Records provided:
//! Trade intent lifecycle: create, payment-gated execute, list

pub mod pnl;
pub mod orchestrator;

pub use pnl::*;
pub use orchestrator::*;
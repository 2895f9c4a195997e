//! AgentPay Relay - Payment-gated trade execution relay for Base network
//!
//! The relay exposes an HTTP surface where a caller pays an x402-style
//! micropayment for an agent suggestion, creates a trade intent, pays again,
//! and a server-held execution wallet performs the spot swap on a
//! Uniswap-V2-compatible router.

pub mod config;
pub mod types;
pub mod errors;
pub mod network;
pub mod storage;
pub mod payments;
pub mod swap;
pub mod agents;
pub mod lifecycle;
pub mod http;
pub mod utils;

// Re-export commonly used items
pub use config::Config;
pub use errors::{RelayError, RelayResult};
pub use types::*;

// Type alias for our concrete provider
pub type ConcreteProvider = alloy::providers::RootProvider<alloy::transports::BoxTransport>;
//! Executed trade records and PnL reporting

use chrono::{DateTime, Utc};
use rust_decimal::Decimal;
use serde::{Deserialize, Serialize};

use super::intent::{IntentStatus, TradeIntent};

#[derive(Debug, Clone, Copy, PartialEq, Eq, Serialize, Deserialize)]
#[serde(rename_all = "lowercase")]
pub enum PaymentStatus {
    Paid,
    Failed,
}

impl PaymentStatus {
    pub fn as_str(&self) -> &'static str {
        match self {
            PaymentStatus::Paid => "paid",
            PaymentStatus::Failed => "failed",
        }
    }

    pub fn parse(s: &str) -> Option<Self> {
        match s {
            "paid" => Some(PaymentStatus::Paid),
            "failed" => Some(PaymentStatus::Failed),
            _ => None,
        }
    }
}

/// The immutable record of a completed on-chain swap. Created once,
/// immediately after swap confirmation, referencing exactly one intent.
#[derive(Debug, Clone, Serialize, Deserialize)]
#[serde(rename_all = "camelCase")]
pub struct ExecutedTrade {
    pub id: String,
    pub trade_intent_id: String,
    pub payment_id: String,
    pub payment_status: PaymentStatus,
    pub tx_hash: String,
    pub execution_price: Decimal,
    pub completed_at: DateTime<Utc>,
    /// Always `executed`; trades only exist for finished swaps.
    pub status: IntentStatus,
}

#[derive(Debug, Clone, Copy, PartialEq, Eq, Serialize, Deserialize)]
#[serde(rename_all = "lowercase")]
pub enum PnlKind {
    Realized,
    Unrealized,
}

/// Profit-and-loss computed on read, never stored.
#[derive(Debug, Clone, Serialize, Deserialize)]
#[serde(rename_all = "camelCase")]
pub struct PnlReport {
    #[serde(rename = "type")]
    pub kind: PnlKind,
    /// None when an unrealized value cannot be priced.
    pub value: Option<Decimal>,
    pub is_profit: Option<bool>,
}

/// A trade as returned by the listing endpoint: the raw record plus its
/// originating intent and computed PnL.
#[derive(Debug, Clone, Serialize)]
#[serde(rename_all = "camelCase")]
pub struct EnrichedTrade {
    #[serde(flatten)]
    pub trade: ExecutedTrade,
    pub trade_intent: Option<TradeIntent>,
    pub pnl: Option<PnlReport>,
}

Problem description: Give the material again, complete and unaltered.

Answer below:
//! Trade intent lifecycle: create, payment-gated execute, list

pub mod pnl;
pub mod orchestrator;

pub use pnl::*;
pub use orchestrator::*;
repository 2895f9c4a195997e
//! AgentPay Relay - Payment-gated trade execution relay for Base network
//!
//! The relay exposes an HTTP surface where a caller pays an x402-style
//! micropayment for an agent suggestion, creates a trade intent, pays again,
//! and a server-held execution wallet performs the spot swap on a
//! Uniswap-V2-compatible router.

pub mod config;
pub mod types;
pub mod errors;
pub mod network;
pub mod storage;
pub mod payments;
pub mod swap;
pub mod agents;
pub mod lifecycle;
pub mod http;
pub mod utils;

// Re-export commonly used items
pub use config::Config;
pub use errors::{RelayError, RelayResult};
pub use types::*;

// Type alias for our concrete provider
pub type ConcreteProvider = alloy::providers::RootProvider<alloy::transports::BoxTransport>;
//! Executed trade records and PnL reporting

use chrono::{DateTime, Utc};
use rust_decimal::Decimal;
use serde::{Deserialize, Serialize};

use super::intent::{IntentStatus, TradeIntent};

#[derive(Debug, Clone, Copy, PartialEq, Eq, Serialize, Deserialize)]
#[serde(rename_all = "lowercase")]
pub enum PaymentStatus {
    Paid,
    Failed,
}

impl PaymentStatus {
    pub fn as_str(&self) -> &'static str {
        match self {
            PaymentStatus::Paid => "paid",
            PaymentStatus::Failed => "failed",
        }
    }

    pub fn parse(s: &str) -> Option<Self> {
        match s {
            "paid" => Some(PaymentStatus::Paid),
            "failed" => Some(PaymentStatus::Failed),
            _ => None,
        }
    }
}

/// The immutable record of a completed on-chain swap. Created once,
/// immediately after swap confirmation, referencing exactly one intent.
#[derive(Debug, Clone, Serialize, Deserialize)]
#[serde(rename_all = "camelCase")]
pub struct ExecutedTrade {
    pub id: String,
    pub trade_intent_id: String,
    pub payment_id: String,
    pub payment_status: PaymentStatus,
    pub tx_hash: String,
    pub execution_price: Decimal,
    pub completed_at: DateTime<Utc>,
    /// Always `executed`; trades only exist for finished swaps.
    pub status: IntentStatus,
}

#[derive(Debug, Clone, Copy, PartialEq, Eq, Serialize, Deserialize)]
#[serde(rename_all = "lowercase")]
pub enum PnlKind {
    Realized,
    Unrealized,
}

/// Profit-and-loss computed on read, never stored.
#[derive(Debug, Clone, Serialize, Deserialize)]
#[serde(rename_all = "camelCase")]
pub struct PnlReport {
    #[serde(rename = "type")]
    pub kind: PnlKind,
    /// None when an unrealized value cannot be priced.
    pub value: Option<Decimal>,
    pub is_profit: Option<bool>,
}

/// A trade as returned by the listing endpoint: the raw record plus its
/// originating intent and computed PnL.
#[derive(Debug, Clone, Serialize)]
#[serde(rename_all = "camelCase")]
pub struct EnrichedTrade {
    #[serde(flatten)]
    pub trade: ExecutedTrade,
    pub trade_intent: Option<TradeIntent>,
    pub pnl: Option<PnlReport>,
}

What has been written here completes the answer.